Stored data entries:
= Beginning of Section =

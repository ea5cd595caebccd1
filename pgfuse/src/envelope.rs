//! Per-operation transaction envelope.
//!
//! Every filesystem operation is one database transaction on one pooled
//! session: acquire, begin, run the body, commit on success or roll back on
//! any error, release. Nothing is retried; a failed operation has happened
//! at most once. A rollback is also issued when the body panics or is
//! cancelled, because dropping the transaction guard undoes it.

use crate::error::FsResult;
use crate::pool::{ConnectionPool, PooledConnection};
use futures::future::BoxFuture;
use sqlx::postgres::PgConnection;
use sqlx::Connection;

/// Run one operation body inside the envelope.
///
/// The body receives the transaction's connection and must not commit or
/// roll back itself. A session that broke mid-operation is discarded on
/// release instead of being returned to the pool.
pub async fn with_transaction<T, F>(pool: &ConnectionPool, body: F) -> FsResult<T>
where
    F: for<'c> FnOnce(&'c mut PgConnection) -> BoxFuture<'c, FsResult<T>>,
{
    let mut session: PooledConnection = pool.acquire().await?;

    let outcome = async {
        let mut tx = Connection::begin(&mut *session).await?;
        let value = body(&mut *tx).await?;
        tx.commit().await?;
        Ok(value)
    }
    .await;

    session.observe(outcome)
}
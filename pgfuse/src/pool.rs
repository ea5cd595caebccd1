//! Fixed-capacity pool of database sessions.
//!
//! Every filesystem operation borrows one session for the duration of its
//! transaction. `acquire` waits when all sessions are in use; the guard
//! returns the session on drop. Sessions are established lazily, so an idle
//! filesystem holds no more connections than it ever needed at once.
//!
//! A session observed broken is marked and discarded instead of returned;
//! the slot it occupied is refilled by a later `acquire`. Sessions are
//! always handed back outside a transaction - the envelope commits or rolls
//! back before the guard drops.

use crate::error::{FsError, FsResult};
use sqlx::postgres::PgConnection;
use sqlx::Connection;
use std::ops::{Deref, DerefMut};
use std::sync::{Arc, Mutex};
use tokio::sync::{OwnedSemaphorePermit, Semaphore};
use tracing::{debug, warn};

struct PoolInner {
    conninfo: String,
    permits: Arc<Semaphore>,
    idle: Mutex<Vec<PgConnection>>,
}

/// Pool of at most `capacity` concurrent database sessions.
///
/// Cloning is cheap; all clones share the same sessions.
#[derive(Clone)]
pub struct ConnectionPool {
    inner: Arc<PoolInner>,
}

impl ConnectionPool {
    /// Create a pool for the given connection string.
    ///
    /// No connection is opened yet; sessions appear on first use.
    pub fn new(conninfo: impl Into<String>, capacity: usize) -> Self {
        assert!(capacity > 0, "pool capacity must be > 0");

        Self {
            inner: Arc::new(PoolInner {
                conninfo: conninfo.into(),
                permits: Arc::new(Semaphore::new(capacity)),
                idle: Mutex::new(Vec::with_capacity(capacity)),
            }),
        }
    }

    /// Borrow a session, waiting until one is available.
    ///
    /// When the pool has a free slot but no idle session (first use, or a
    /// broken session was discarded), a new connection is established here.
    pub async fn acquire(&self) -> FsResult<PooledConnection> {
        let permit = self
            .inner
            .permits
            .clone()
            .acquire_owned()
            .await
            .map_err(|e| FsError::ConnectionLost(e.to_string()))?;

        let idle = self.inner.idle.lock().expect("pool mutex poisoned").pop();
        let conn = match idle {
            Some(conn) => conn,
            None => {
                debug!(conninfo = %self.inner.conninfo, "establishing database session");
                PgConnection::connect(&self.inner.conninfo).await?
            }
        };

        Ok(PooledConnection {
            conn: Some(conn),
            broken: false,
            pool: Arc::clone(&self.inner),
            _permit: permit,
        })
    }

    /// Number of sessions currently idle in the pool.
    pub fn idle_sessions(&self) -> usize {
        self.inner.idle.lock().expect("pool mutex poisoned").len()
    }
}

/// A session borrowed from the pool.
///
/// Dereferences to the underlying [`PgConnection`]; dropping the guard
/// returns the session, or discards it when it was marked broken.
pub struct PooledConnection {
    conn: Option<PgConnection>,
    broken: bool,
    pool: Arc<PoolInner>,
    _permit: OwnedSemaphorePermit,
}

impl PooledConnection {
    /// Mark the session as unusable; it will not be returned to the pool.
    pub fn mark_broken(&mut self) {
        self.broken = true;
    }

    /// Feed an operation outcome through the guard, marking the session
    /// broken when the error indicates a lost connection.
    pub fn observe<T>(&mut self, result: FsResult<T>) -> FsResult<T> {
        if let Err(err) = &result {
            if err.is_connection_lost() {
                warn!(error = %err, "discarding broken database session");
                self.mark_broken();
            }
        }
        result
    }
}

impl Deref for PooledConnection {
    type Target = PgConnection;

    fn deref(&self) -> &PgConnection {
        self.conn.as_ref().expect("session already released")
    }
}

impl DerefMut for PooledConnection {
    fn deref_mut(&mut self) -> &mut PgConnection {
        self.conn.as_mut().expect("session already released")
    }
}

impl Drop for PooledConnection {
    fn drop(&mut self) {
        if let Some(conn) = self.conn.take() {
            if self.broken {
                // Dropped on the floor; the slot refills lazily.
                return;
            }
            self.pool
                .idle
                .lock()
                .expect("pool mutex poisoned")
                .push(conn);
        }
    }
}
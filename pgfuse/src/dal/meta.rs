//! Inode metadata operations.

use crate::error::{FsError, FsResult};
use chrono::{DateTime, Utc};
use sqlx::postgres::{PgConnection, PgRow};
use sqlx::Row;
use tracing::debug;

/// POSIX metadata of one inode.
///
/// `size` is the logical file length for regular files and the length of
/// the target string for symlinks; directories keep it at 0.
#[derive(Debug, Clone, PartialEq)]
pub struct Meta {
    pub parent_id: i64,
    pub size: i64,
    pub mode: u32,
    pub uid: u32,
    pub gid: u32,
    pub ctime: DateTime<Utc>,
    pub mtime: DateTime<Utc>,
    pub atime: DateTime<Utc>,
}

impl Meta {
    /// Metadata of a freshly created inode, all timestamps set to `now`.
    pub fn new(parent_id: i64, mode: u32, uid: u32, gid: u32) -> Self {
        let now = Utc::now();
        Self {
            parent_id,
            size: 0,
            mode,
            uid,
            gid,
            ctime: now,
            mtime: now,
            atime: now,
        }
    }

    pub fn is_dir(&self) -> bool {
        self.mode & libc::S_IFMT == libc::S_IFDIR
    }

    pub fn is_symlink(&self) -> bool {
        self.mode & libc::S_IFMT == libc::S_IFLNK
    }

    pub fn is_regular(&self) -> bool {
        self.mode & libc::S_IFMT == libc::S_IFREG
    }
}

const META_COLUMNS: &str = "id, parent_id, size, mode, uid, gid, ctime, mtime, atime";

fn meta_from_row(row: &PgRow) -> (i64, Meta) {
    let id: i64 = row.get("id");
    let meta = Meta {
        parent_id: row.get("parent_id"),
        size: row.get("size"),
        mode: row.get::<i32, _>("mode") as u32,
        uid: row.get::<i32, _>("uid") as u32,
        gid: row.get::<i32, _>("gid") as u32,
        ctime: row.get("ctime"),
        mtime: row.get("mtime"),
        atime: row.get("atime"),
    };
    (id, meta)
}

/// Resolve an absolute path to its inode.
///
/// Uses the denormalized `path` column, which every rename keeps in
/// agreement with the tree structure.
pub async fn read_meta_from_path(
    conn: &mut PgConnection,
    path: &str,
) -> FsResult<(i64, Meta)> {
    let sql = format!("SELECT {META_COLUMNS} FROM dir WHERE path = $1");
    let row = sqlx::query(&sql)
        .bind(path)
        .fetch_optional(&mut *conn)
        .await?;

    match row {
        Some(row) => Ok(meta_from_row(&row)),
        None => Err(FsError::NotFound(path.to_string())),
    }
}

/// Resolve one directory entry, a single step of tree descent.
pub async fn lookup_entry(
    conn: &mut PgConnection,
    parent_id: i64,
    name: &str,
) -> FsResult<(i64, Meta)> {
    let sql = format!("SELECT {META_COLUMNS} FROM dir WHERE parent_id = $1 AND name = $2");
    let row = sqlx::query(&sql)
        .bind(parent_id)
        .bind(name)
        .fetch_optional(&mut *conn)
        .await?;

    match row {
        Some(row) => Ok(meta_from_row(&row)),
        None => Err(FsError::NotFound(name.to_string())),
    }
}

/// Metadata by inode id. `path` only serves diagnostics.
pub async fn read_meta(conn: &mut PgConnection, id: i64, path: &str) -> FsResult<Meta> {
    let sql = format!("SELECT {META_COLUMNS} FROM dir WHERE id = $1");
    let row = sqlx::query(&sql).bind(id).fetch_optional(&mut *conn).await?;

    match row {
        Some(row) => Ok(meta_from_row(&row).1),
        None => Err(FsError::NotFound(path.to_string())),
    }
}

/// Update all mutable metadata fields of an inode atomically.
pub async fn write_meta(conn: &mut PgConnection, id: i64, meta: &Meta) -> FsResult<()> {
    let result = sqlx::query(
        "UPDATE dir SET size = $2, mode = $3, uid = $4, gid = $5, \
         ctime = $6, mtime = $7, atime = $8 WHERE id = $1",
    )
    .bind(id)
    .bind(meta.size)
    .bind(meta.mode as i32)
    .bind(meta.uid as i32)
    .bind(meta.gid as i32)
    .bind(meta.ctime)
    .bind(meta.mtime)
    .bind(meta.atime)
    .execute(&mut *conn)
    .await?;

    if result.rows_affected() == 0 {
        return Err(FsError::NotFound(format!("inode {id}")));
    }
    Ok(())
}

/// All children of a directory as `(name, mode)` pairs.
///
/// The root's self-reference is excluded; `.` and `..` are the handler's
/// business.
pub async fn readdir(conn: &mut PgConnection, id: i64) -> FsResult<Vec<(String, u32)>> {
    let rows = sqlx::query("SELECT name, mode FROM dir WHERE parent_id = $1 AND id <> $1 ORDER BY name")
        .bind(id)
        .fetch_all(&mut *conn)
        .await?;

    Ok(rows
        .iter()
        .map(|row| (row.get("name"), row.get::<i32, _>("mode") as u32))
        .collect())
}

async fn create_inode(
    conn: &mut PgConnection,
    parent_id: i64,
    path: &str,
    name: &str,
    meta: &Meta,
) -> FsResult<i64> {
    let id: i64 = sqlx::query_scalar(
        "INSERT INTO dir (parent_id, name, path, size, mode, uid, gid, ctime, mtime, atime) \
         VALUES ($1, $2, $3, $4, $5, $6, $7, $8, $9, $10) RETURNING id",
    )
    .bind(parent_id)
    .bind(name)
    .bind(path)
    .bind(meta.size)
    .bind(meta.mode as i32)
    .bind(meta.uid as i32)
    .bind(meta.gid as i32)
    .bind(meta.ctime)
    .bind(meta.mtime)
    .bind(meta.atime)
    .fetch_one(&mut *conn)
    .await
    .map_err(|err| match FsError::from(err) {
        FsError::AlreadyExists(_) => FsError::AlreadyExists(path.to_string()),
        other => other,
    })?;

    debug!(path, id, "created inode");
    Ok(id)
}

/// Insert a regular-file or symlink inode. The schema materializes its
/// first content block.
pub async fn create_file(
    conn: &mut PgConnection,
    parent_id: i64,
    path: &str,
    name: &str,
    meta: &Meta,
) -> FsResult<i64> {
    create_inode(conn, parent_id, path, name, meta).await
}

/// Insert a directory inode.
pub async fn create_dir(
    conn: &mut PgConnection,
    parent_id: i64,
    path: &str,
    name: &str,
    meta: &Meta,
) -> FsResult<i64> {
    create_inode(conn, parent_id, path, name, meta).await
}

/// Remove a non-directory inode together with all of its blocks.
pub async fn delete_file(conn: &mut PgConnection, id: i64) -> FsResult<()> {
    let meta = read_meta(conn, id, "").await?;
    if meta.is_dir() {
        return Err(FsError::IsDirectory(format!("inode {id}")));
    }

    // The schema's delete rule removes the data rows.
    sqlx::query("DELETE FROM dir WHERE id = $1")
        .bind(id)
        .execute(&mut *conn)
        .await?;
    Ok(())
}

/// Remove an empty directory inode.
pub async fn delete_dir(conn: &mut PgConnection, id: i64) -> FsResult<()> {
    let meta = read_meta(conn, id, "").await?;
    if !meta.is_dir() {
        return Err(FsError::NotDirectory(format!("inode {id}")));
    }

    let has_children: bool = sqlx::query_scalar(
        "SELECT EXISTS (SELECT 1 FROM dir WHERE parent_id = $1 AND id <> $1)",
    )
    .bind(id)
    .fetch_one(&mut *conn)
    .await?;

    if has_children {
        return Err(FsError::NotEmpty(format!("inode {id}")));
    }

    sqlx::query("DELETE FROM dir WHERE id = $1")
        .bind(id)
        .execute(&mut *conn)
        .await?;
    Ok(())
}

/// Relink an inode under a new parent and name.
///
/// For directories the denormalized `path` of every descendant is rewritten
/// in the same transaction, keeping path lookup and tree structure in
/// agreement. The root's self-reference never matches the prefix rewrite.
pub async fn rename(
    conn: &mut PgConnection,
    from_id: i64,
    from_parent_id: i64,
    to_parent_id: i64,
    new_name: &str,
    from_path: &str,
    to_path: &str,
) -> FsResult<()> {
    let meta = read_meta(conn, from_id, from_path).await?;

    let result = sqlx::query(
        "UPDATE dir SET parent_id = $2, name = $3, path = $4 \
         WHERE id = $1 AND parent_id = $5",
    )
    .bind(from_id)
    .bind(to_parent_id)
    .bind(new_name)
    .bind(to_path)
    .bind(from_parent_id)
    .execute(&mut *conn)
    .await?;

    if result.rows_affected() == 0 {
        return Err(FsError::NotFound(from_path.to_string()));
    }

    if meta.is_dir() {
        // left() comparison instead of LIKE: paths may contain pattern
        // metacharacters.
        sqlx::query(
            "UPDATE dir SET path = $2 || substr(path, char_length($1) + 1) \
             WHERE left(path, char_length($1) + 1) = $1 || '/'",
        )
        .bind(from_path)
        .bind(to_path)
        .execute(&mut *conn)
        .await?;
    }

    debug!(from_path, to_path, "renamed inode");
    Ok(())
}
//! Database access layer.
//!
//! Typed operations over the two relations holding the filesystem: `dir`
//! (one row per inode) and `data` (fixed-size content blocks). All
//! operations run on the caller's connection, inside whatever transaction
//! the envelope opened; no SQL text leaks out of this module.
//!
//! Submodules:
//! - [`meta`]: inode metadata, directory listing, create/delete, rename
//! - [`blocks`]: block-granular read, write and truncate
//! - [`stats`]: tablespace introspection, aggregate counters, block-size
//!   record

mod blocks;
mod meta;
mod stats;

pub use blocks::{read_buf, truncate, write_buf};
pub use meta::{
    create_dir, create_file, delete_dir, delete_file, lookup_entry, read_meta,
    read_meta_from_path, readdir, rename, write_meta, Meta,
};
pub use stats::{
    get_block_size, get_fs_blocks_used, get_fs_files_used, get_tablespace_locations,
};

/// Inode number of the filesystem root.
///
/// The root row is created by the schema, is its own parent and is never
/// deleted. Directory listings and rename path rewrites must not descend
/// into the self-reference.
pub const ROOT_INO: i64 = 0;
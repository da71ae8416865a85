//! Thrash and cooldown guards.
//!
//! Windowed counting over timestamps recorded in state. Guards never mutate
//! anything; the policy consults them and the reconciler records the events.

use crate::state::ReworkAttempt;

/// True when another respawn is allowed: strictly fewer than `max_respawns`
/// spawns fall inside the trailing window. Zero limits disable the guard.
pub fn respawn_allowed(history: &[i64], now_ms: i64, window_min: u32, max_respawns: u32) -> bool {
    if max_respawns == 0 || window_min == 0 {
        return true;
    }
    let window_ms = i64::from(window_min) * 60 * 1000;
    let recent = history
        .iter()
        .filter(|at| now_ms.saturating_sub(**at) <= window_ms)
        .count();
    recent < max_respawns as usize
}

/// Number of rework attempts for `revision` inside the trailing window.
pub fn reworks_for_revision(
    history: &[ReworkAttempt],
    revision: &str,
    now_ms: i64,
    window_min: u32,
) -> usize {
    let window_ms = i64::from(window_min) * 60 * 1000;
    history
        .iter()
        .filter(|attempt| {
            attempt.review_revision == revision
                && now_ms.saturating_sub(attempt.at_ms) <= window_ms
        })
        .count()
}

/// Prune rework history to the trailing window (applied before persisting).
pub fn prune_rework_history(history: &mut Vec<ReworkAttempt>, now_ms: i64, window_min: u32) {
    let window_ms = i64::from(window_min) * 60 * 1000;
    history.retain(|attempt| now_ms.saturating_sub(attempt.at_ms) <= window_ms);
}

/// Cross-tick move cooldown. `last_action_ms` is the value snapshotted at
/// the start of the tick, so several transitions within one tick are never
/// throttled against each other.
pub fn cooled(last_action_ms: Option<i64>, now_ms: i64, cooldown_min: u32) -> bool {
    match last_action_ms {
        None => true,
        Some(last) => now_ms.saturating_sub(last) >= i64::from(cooldown_min) * 60 * 1000,
    }
}
//! The policy engine.
//!
//! `plan` is a pure function from (snapshot, state, registry view, config,
//! now) to an ordered list of proposals. It performs no I/O: every file the
//! decisions depend on has already been materialized into the
//! [`RegistryView`], and every proposal is applied (or not) by the
//! reconciler. Replaying the same inputs yields the same proposals.
//!
//! Decision order: critical management, WIP reconciliation, blocked-run
//! recovery, review servicing, documentation servicing, auto-heal,
//! promotion. Ties inside a phase break by ascending task id (or board
//! order where the phase is position-driven).

use std::collections::BTreeSet;

use crate::core::classifier::{
    self, RepoResolution, TAG_AUTO_BLOCKED, TAG_BLOCKED_ARTIFACT, TAG_BLOCKED_DEPS,
    TAG_BLOCKED_EXCLUSIVE, TAG_BLOCKED_REPO, TAG_BLOCKED_THRASH, TAG_DOCS_AUTO,
    TAG_DOCS_COMPLETED, TAG_DOCS_ERROR, TAG_DOCS_INFLIGHT, TAG_DOCS_PENDING, TAG_DOCS_RETRY,
    TAG_DOCS_SKIP, TAG_EPIC_CHILD, TAG_HOLD, TAG_HOLD_QUEUED_CRITICAL, TAG_NEEDS_REWORK,
    TAG_PAUSED, TAG_PAUSED_ARTIFACT, TAG_PAUSED_CRITICAL, TAG_PAUSED_MISSING_WORKER,
    TAG_PAUSED_STALE_WORKER, TAG_PAUSED_THRASH, TAG_REVIEW_AUTO, TAG_REVIEW_BLOCKED_WIP,
    TAG_REVIEW_ERROR, TAG_REVIEW_INFLIGHT, TAG_REVIEW_PASS, TAG_REVIEW_PENDING,
    TAG_REVIEW_RERUN, TAG_REVIEW_RETRY, TAG_REVIEW_REWORK, TAG_REVIEW_SKIP, TAG_STORY,
};
use crate::core::guards;
use crate::core::review::{self, ReviewOutcome};
use crate::core::types::{
    Action, BoardTask, Column, Proposal, RegistryView, ReviewResult, RunStatus, Snapshot, Verdict,
};
use crate::state::{RunKind, StateDoc};

/// What to do with a WIP task that has no recorded worker handle.
#[derive(Debug, Clone, Copy, PartialEq, Eq, serde::Serialize, serde::Deserialize)]
#[serde(rename_all = "lowercase")]
pub enum MissingWorkerPolicy {
    Spawn,
    Pause,
}

/// The policy knobs, a pure-data subset of the full configuration.
#[derive(Debug, Clone)]
pub struct PolicyConfig {
    pub wip_limit: u32,
    pub docs_wip_limit: u32,
    pub review_threshold: u32,
    pub review_auto_done: bool,
    pub missing_worker_policy: MissingWorkerPolicy,
    pub cooldown_min: u32,
    pub thrash_window_min: u32,
    pub max_respawns: u32,
    pub max_reworks_per_revision: u32,
    pub allow_title_repo_hint: bool,
}

impl Default for PolicyConfig {
    fn default() -> Self {
        Self {
            wip_limit: 2,
            docs_wip_limit: 1,
            review_threshold: 90,
            review_auto_done: true,
            missing_worker_policy: MissingWorkerPolicy::Pause,
            cooldown_min: 30,
            thrash_window_min: 30,
            max_respawns: 3,
            max_reworks_per_revision: 3,
            allow_title_repo_hint: true,
        }
    }
}

pub struct PolicyInput<'a> {
    pub snapshot: &'a Snapshot,
    pub state: &'a StateDoc,
    pub registry: &'a RegistryView,
    pub config: &'a PolicyConfig,
    pub now_ms: i64,
}

/// Compute the proposals for one tick.
pub fn plan(input: &PolicyInput) -> Vec<Proposal> {
    let mut planner = Planner::new(input);
    planner.critical_phase();
    planner.wip_phase();
    planner.blocked_recovery_phase();
    planner.review_phase();
    planner.docs_phase();
    planner.critical_resume_phase();
    planner.auto_heal_phase();
    planner.promotion_phase();
    planner.proposals
}

struct Planner<'a> {
    snap: &'a Snapshot,
    state: &'a StateDoc,
    reg: &'a RegistryView,
    cfg: &'a PolicyConfig,
    now: i64,
    proposals: Vec<Proposal>,
    /// Active critical task id, if any.
    active_critical: Option<i64>,
    /// Queued (fenced) critical ids.
    queued_criticals: BTreeSet<i64>,
    /// True while a critical is (or will this tick be) in WIP.
    critical_exclusive: bool,
    /// Non-held WIP count, tracked through this tick's own decisions.
    sim_active_wip: u32,
    /// Exclusivity keys held by non-held WIP tasks (plus tasks started this
    /// tick).
    sim_wip_keys: BTreeSet<String>,
    /// Tasks moved into Ready by this tick's proposals (auto-heal).
    sim_healed: Vec<i64>,
}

= End of Section =

## Aim of the exercise
Each line above with the string "same" in it should be located and copied.

## Task response
/// Cloning is cheap; all clones share the same sessions.
/// in the same transaction, keeping path lookup and tree structure in
//! reconciler. Replaying the same inputs yields the same proposals.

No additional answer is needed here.